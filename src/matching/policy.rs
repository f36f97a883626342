use crate::types::IdField;
use serde::{Deserialize, Serialize};

pub const EXACT_PRIMARY_CONFIDENCE: f64 = 0.95;
pub const EXACT_SECONDARY_CONFIDENCE: f64 = 0.90;
pub const PARTIAL_CONFIDENCE: f64 = 0.75;
/// Target variations shorter than this never take part in containment matching.
pub const PARTIAL_MIN_LENGTH: usize = 5;
/// The shorter string must cover at least this share of the longer one.
pub const PARTIAL_MIN_COVERAGE: f64 = 0.8;

#[derive(Debug, Clone, Copy, PartialEq, Eq, Hash, PartialOrd, Ord, Serialize, Deserialize)]
#[serde(rename_all = "snake_case")]
pub enum MatchType {
    Exact,
    Partial,
}

impl MatchType {
    pub fn as_str(&self) -> &'static str {
        match self {
            MatchType::Exact => "exact",
            MatchType::Partial => "partial",
        }
    }
}

/// Threshold table for identity resolution.
#[derive(Debug, Clone, PartialEq)]
pub struct MatchPolicy {
    pub exact_primary_confidence: f64,
    pub exact_secondary_confidence: f64,
    pub partial_confidence: f64,
    pub partial_min_length: usize,
    pub partial_min_coverage: f64,
}

impl Default for MatchPolicy {
    fn default() -> Self {
        Self {
            exact_primary_confidence: EXACT_PRIMARY_CONFIDENCE,
            exact_secondary_confidence: EXACT_SECONDARY_CONFIDENCE,
            partial_confidence: PARTIAL_CONFIDENCE,
            partial_min_length: PARTIAL_MIN_LENGTH,
            partial_min_coverage: PARTIAL_MIN_COVERAGE,
        }
    }
}

impl MatchPolicy {
    pub fn exact_confidence(&self, field: IdField) -> f64 {
        match field {
            IdField::Primary => self.exact_primary_confidence,
            IdField::Secondary => self.exact_secondary_confidence,
        }
    }

    /// Containment in either direction with enough length coverage.
    pub fn is_partial(&self, variation: &str, candidate: &str) -> bool {
        let v_len = variation.chars().count();
        if v_len < self.partial_min_length || variation == candidate {
            return false;
        }
        let c_len = candidate.chars().count();
        let (shorter, longer, s_len, l_len) = if v_len <= c_len {
            (variation, candidate, v_len, c_len)
        } else {
            (candidate, variation, c_len, v_len)
        };
        if s_len == 0 || !longer.contains(shorter) {
            return false;
        }
        s_len as f64 >= l_len as f64 * self.partial_min_coverage
    }
}

#[cfg(test)]
mod tests {
    use super::*;

    #[test]
    fn test_policy_table() {
        let p = MatchPolicy::default();
        assert_eq!(p.exact_confidence(IdField::Primary), 0.95);
        assert_eq!(p.exact_confidence(IdField::Secondary), 0.90);
        assert_eq!(p.partial_confidence, 0.75);
        assert_eq!(p.partial_min_length, 5);
        assert_eq!(p.partial_min_coverage, 0.8);
    }

    #[test]
    fn test_partial_rules() {
        let p = MatchPolicy::default();
        // 8 of 9 chars covered, both directions
        assert!(p.is_partial("johnsmith", "johnsmith1"));
        assert!(p.is_partial("johnsmith12", "johnsmith1"));
        // coverage too low: 8 / 15
        assert!(!p.is_partial("john_doe", "john_doe_backup"));
        // variation too short to be considered
        assert!(!p.is_partial("anna", "annaa"));
        // no containment
        assert!(!p.is_partial("johnsmith", "janesmith"));
        // identical strings are exact, not partial
        assert!(!p.is_partial("johnsmith", "johnsmith"));
    }

    #[test]
    fn test_coverage_boundary() {
        let p = MatchPolicy::default();
        // 8 / 10 = 0.8 exactly
        assert!(p.is_partial("abcdefgh", "abcdefghij"));
        // 8 / 11 < 0.8
        assert!(!p.is_partial("abcdefgh", "abcdefghijk"));
    }
}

### Exercise brief:
A single integer is the expected output: the number of lines in the data that include the word "MatchType".

### Final answer:
4